Hi. I have multiple tumours in my liver. My primary is in the pancreas with mets in my liver. There are many treatment options for neuroendocrine cancers. Please ensure your partner is treated under a Centre of Excellence, lots of good information on the dedicated website NCUK. Information on Google can be overwhelming and not always accurate - my advice is stay away from trying to research at this stage. I am 5 years since initial diagnosis and still going strong! Wishing you a successful journey.

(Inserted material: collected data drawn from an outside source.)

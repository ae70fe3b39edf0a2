use std::path::Path;

use image::imageops::FilterType;
use image::{DynamicImage, RgbImage};

use crate::procgen::config::ResampleFilter;
use crate::procgen::error::GenerationError;

#[derive(Debug, Clone)]
pub struct PixelBuffer {
    image: RgbImage,
}

impl PixelBuffer {
    pub fn width(&self) -> u32 {
        self.image.width()
    }

    pub fn height(&self) -> u32 {
        self.image.height()
    }

    pub fn pixel(&self, x: u32, y: u32) -> [u8; 3] {
        self.image.get_pixel(x, y).0
    }
}

pub struct ImageNormalizer {
    filter: FilterType,
}

impl ImageNormalizer {
    pub fn new(filter: ResampleFilter) -> Self {
        Self {
            filter: filter.into(),
        }
    }

    pub fn decode(&self, path: &Path) -> Result<DynamicImage, GenerationError> {
        let image = image::open(path).map_err(|source| GenerationError::LoadFailure {
            path: path.to_path_buf(),
            source,
        })?;
        log::debug!(
            "decoded {} ({}x{})",
            path.display(),
            image.width(),
            image.height()
        );
        Ok(image)
    }

    pub fn fit(&self, image: DynamicImage, width: u32, height: u32) -> PixelBuffer {
        let rgb = image.into_rgb8();
        if rgb.width() == width && rgb.height() == height {
            return PixelBuffer { image: rgb };
        }
        PixelBuffer {
            image: image::imageops::resize(&rgb, width, height, self.filter),
        }
    }
}
use crate::editor::Editor;
use crate::procgen::biome_mask::BiomeLayer;
use crate::procgen::config::GeneratorConfig;
use crate::procgen::error::GenerationError;
use crate::procgen::materializer::GenerationStats;
use crate::procgen::normalizer::ImageNormalizer;
use crate::procgen::observer::{ProgressSink, SettingsReader};
use crate::procgen::spec::{GenerationSource, GenerationSpec};

pub struct ProceduralGenerator {
    pub(super) normalizer: ImageNormalizer,
    pub(super) biome_layer: BiomeLayer,
    pub(super) progress_interval_rows: u32,
}

impl ProceduralGenerator {
    pub fn new(config: &GeneratorConfig) -> Self {
        Self {
            normalizer: ImageNormalizer::new(config.resample_filter),
            biome_layer: BiomeLayer::new(config.classifier),
            progress_interval_rows: config.progress_interval_rows,
        }
    }

    pub fn run(
        &self,
        editor: &mut Editor,
        spec: &GenerationSpec,
        settings: &dyn SettingsReader,
        progress: &mut dyn ProgressSink,
    ) -> Result<GenerationStats, GenerationError> {
        log::info!(
            "generating {} at {}x{} on layer {} (seed {})",
            spec.source.kind(),
            spec.size.width,
            spec.size.height,
            spec.size.layer,
            spec.seed
        );
        match &spec.source {
            GenerationSource::ImageMask { .. } => {
                self.generate_from_image(editor, spec, settings, progress)
            }
            GenerationSource::TextPrompt { .. } => {
                self.generate_from_prompt(editor, spec, progress)
            }
        }
    }
}
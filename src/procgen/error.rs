use std::path::PathBuf;

use thiserror::Error;

/// Why a generation request was rejected. Every variant is raised before the
/// map is touched.
#[derive(Debug, Error)]
pub enum GenerationError {
    #[error("no {0} given")]
    MissingInput(&'static str),

    #[error("failed to load image {}", .path.display())]
    LoadFailure {
        path: PathBuf,
        #[source]
        source: image::ImageError,
    },

    #[error("invalid target size {width}x{height} on layer {layer}")]
    InvalidSize { width: i32, height: i32, layer: i32 },

    #[error("could not find any ground brushes in the catalog; load a brush set first")]
    NoGroundAvailable,

    #[error("unknown generation source `{0}`")]
    UnknownSource(String),
}
use crate::editor::brush::{BrushCatalog, BrushId};

#[derive(Debug, Clone, Copy, PartialEq, Eq)]
pub struct BiomePair {
    pub land: BrushId,
    pub water: BrushId,
}

impl BiomePair {
    pub fn select(catalog: &BrushCatalog) -> Option<Self> {
        let (land, water) = select_defaults(catalog);
        let land = land?;
        Some(Self {
            land,
            water: water.unwrap_or(land),
        })
    }

    pub fn water_aliases_land(&self) -> bool {
        self.water == self.land
    }
}

/// Picks land (`grass`, then `sand`, then any ground) and water (`water`, then
/// `ocean`, then land) by case-insensitive substring match on brush names.
pub fn select_defaults(catalog: &BrushCatalog) -> (Option<BrushId>, Option<BrushId>) {
    let land = find_ground_by_name(catalog, "grass")
        .or_else(|| find_ground_by_name(catalog, "sand"))
        .or_else(|| first_ground(catalog));
    let water = find_ground_by_name(catalog, "water")
        .or_else(|| find_ground_by_name(catalog, "ocean"))
        .or(land);
    (land, water)
}

fn find_ground_by_name(catalog: &BrushCatalog, needle: &str) -> Option<BrushId> {
    catalog
        .iter()
        .find(|(_, brush)| brush.is_ground() && brush.name.to_lowercase().contains(needle))
        .map(|(id, _)| id)
}

fn first_ground(catalog: &BrushCatalog) -> Option<BrushId> {
    catalog
        .iter()
        .find(|(_, brush)| brush.is_ground())
        .map(|(id, _)| id)
}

Thank you for your reply, I have looked at the Ncuk website and have seen the different treatments available we are hoping that they will be effective my partner is handling it much better than I am. We have to travel to a hospital in London for a special scan that is only available there is that something you had to do ? It’s been a week since we had a phone call stating they had found lesions on the liver and as my partner had a net removed from her stomach about 10 years ago they think that’s what they’ve found despite being told at the time it had been completely removed. It is good that you are still going strong I wish you many more years

Thank you for your best wishes. You will find that specialist scans and procedures may be carried out only at specific hospitals due to the complex nature of this disease and the equipment available. I am under a hospital in London and travel there for some treatments and PET (dototate) scans, but a lot seem to attend a different specialist hospital in London to the one I go to. I am sure it's very dependant on your current location (I'm in Basingstoke, Hampshire). Routine CT scans and MRIs take place locally.  It's good they have found the lesions, most likely they spread via the blood system at the time of the original net tumour but we're too small to show up on scans. Lots of options for your partner to consider hopefully leading to a positive outcome. Do make notes at appointments as there is a lot of information to digest. Nets are usually very slow growing tumours, this giving specialists time to get diagnosis and treatment correct. All us "Nettie's" are subject to different symptoms/ treatments - seems no two of us are the same!! What works for one may not be appropriate for another. Stay positive - it's the best medicine! Good luck with the scans.x

Thank you for your reply it’s been a very difficult time, we’re in Cornwall so not really sure on the treatment plan yet other than we will have to travel to London for a specialised scan we haven’t even seen the doctor yet we’ve only had the initial call saying that that had found lesions and they look like cancer, I’m finding it extremely difficult to say positive as I lost my dad to cancer in January and my father in law in march so my mind is spinning, it’s good to know that there are treatments available I’m just searching for something positive in all of this…..speaking to you has given a glimmer of hope……

That is really encouraging to hear, my husband also has a large tumour in his liver which affects a lot of things but indeed the choice of hospital matters.